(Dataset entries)
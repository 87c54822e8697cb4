use super::Expand;

use proc_macro2::TokenStream;
use quote::quote;

impl Expand<'_> {
    pub(super) fn expand_model_impl(&self) -> TokenStream {
        let rowcast = &self.rowcast;
        let model_ident = &self.model.ident;
        let name = model_ident.to_string();
        let table = &self.model.table;
        let fields = self.expand_fields();
        let hydrate = self.expand_hydrate_fns();

        quote! {
            impl #rowcast::Model for #model_ident {
                #hydrate

                const NAME: &'static str = #name;
                const TABLE: &'static str = #table;

                fn fields() -> &'static #rowcast::Fields<Self> {
                    static FIELDS: #rowcast::OnceLock<#rowcast::Fields<#model_ident>> =
                        #rowcast::OnceLock::new();

                    FIELDS.get_or_init(|| {
                        #rowcast::Fields::new(
                            <Self as #rowcast::Model>::NAME,
                            <Self as #rowcast::Model>::TABLE,
                            #rowcast::Vec::from([ #( #fields, )* ]),
                        )
                    })
                }
            }
        }
    }

    /// `Builder` type plus the `builder`/`build` pair.
    ///
    /// Without `#[builder]` rows are hydrated in place, starting from every
    /// field's default.
    fn expand_hydrate_fns(&self) -> TokenStream {
        let rowcast = &self.rowcast;
        let model_ident = &self.model.ident;

        match &self.model.builder {
            Some(builder) => quote! {
                type Builder = #builder;

                fn builder() -> #builder {
                    <#builder as #rowcast::Default>::default()
                }

                fn build(builder: #builder) -> #rowcast::Result<Self> {
                    #rowcast::Ok(builder.build())
                }
            },
            None => {
                let inits = self.model.fields.iter().map(|field| {
                    let ident = &field.ident;
                    quote!(#ident: #rowcast::Default::default())
                });

                quote! {
                    type Builder = Self;

                    fn builder() -> Self {
                        #model_ident {
                            #( #inits, )*
                        }
                    }

                    fn build(builder: Self) -> #rowcast::Result<Self> {
                        #rowcast::Ok(builder)
                    }
                }
            }
        }
    }
}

Aim of the task: A complete and exact reproduction of the data is needed.

Output for this task:
repository 87c54822e8697cb4
use super::Expand;

use proc_macro2::TokenStream;
use quote::quote;

impl Expand<'_> {
    pub(super) fn expand_model_impl(&self) -> TokenStream {
        let rowcast = &self.rowcast;
        let model_ident = &self.model.ident;
        let name = model_ident.to_string();
        let table = &self.model.table;
        let fields = self.expand_fields();
        let hydrate = self.expand_hydrate_fns();

        quote! {
            impl #rowcast::Model for #model_ident {
                #hydrate

                const NAME: &'static str = #name;
                const TABLE: &'static str = #table;

                fn fields() -> &'static #rowcast::Fields<Self> {
                    static FIELDS: #rowcast::OnceLock<#rowcast::Fields<#model_ident>> =
                        #rowcast::OnceLock::new();

                    FIELDS.get_or_init(|| {
                        #rowcast::Fields::new(
                            <Self as #rowcast::Model>::NAME,
                            <Self as #rowcast::Model>::TABLE,
                            #rowcast::Vec::from([ #( #fields, )* ]),
                        )
                    })
                }
            }
        }
    }

    /// `Builder` type plus the `builder`/`build` pair.
    ///
    /// Without `#[builder]` rows are hydrated in place, starting from every
    /// field's default.
    fn expand_hydrate_fns(&self) -> TokenStream {
        let rowcast = &self.rowcast;
        let model_ident = &self.model.ident;

        match &self.model.builder {
            Some(builder) => quote! {
                type Builder = #builder;

                fn builder() -> #builder {
                    <#builder as #rowcast::Default>::default()
                }

                fn build(builder: #builder) -> #rowcast::Result<Self> {
                    #rowcast::Ok(builder.build())
                }
            },
            None => {
                let inits = self.model.fields.iter().map(|field| {
                    let ident = &field.ident;
                    quote!(#ident: #rowcast::Default::default())
                });

                quote! {
                    type Builder = Self;

                    fn builder() -> Self {
                        #model_ident {
                            #( #inits, )*
                        }
                    }

                    fn build(builder: Self) -> #rowcast::Result<Self> {
                        #rowcast::Ok(builder)
                    }
                }
            }
        }
    }
}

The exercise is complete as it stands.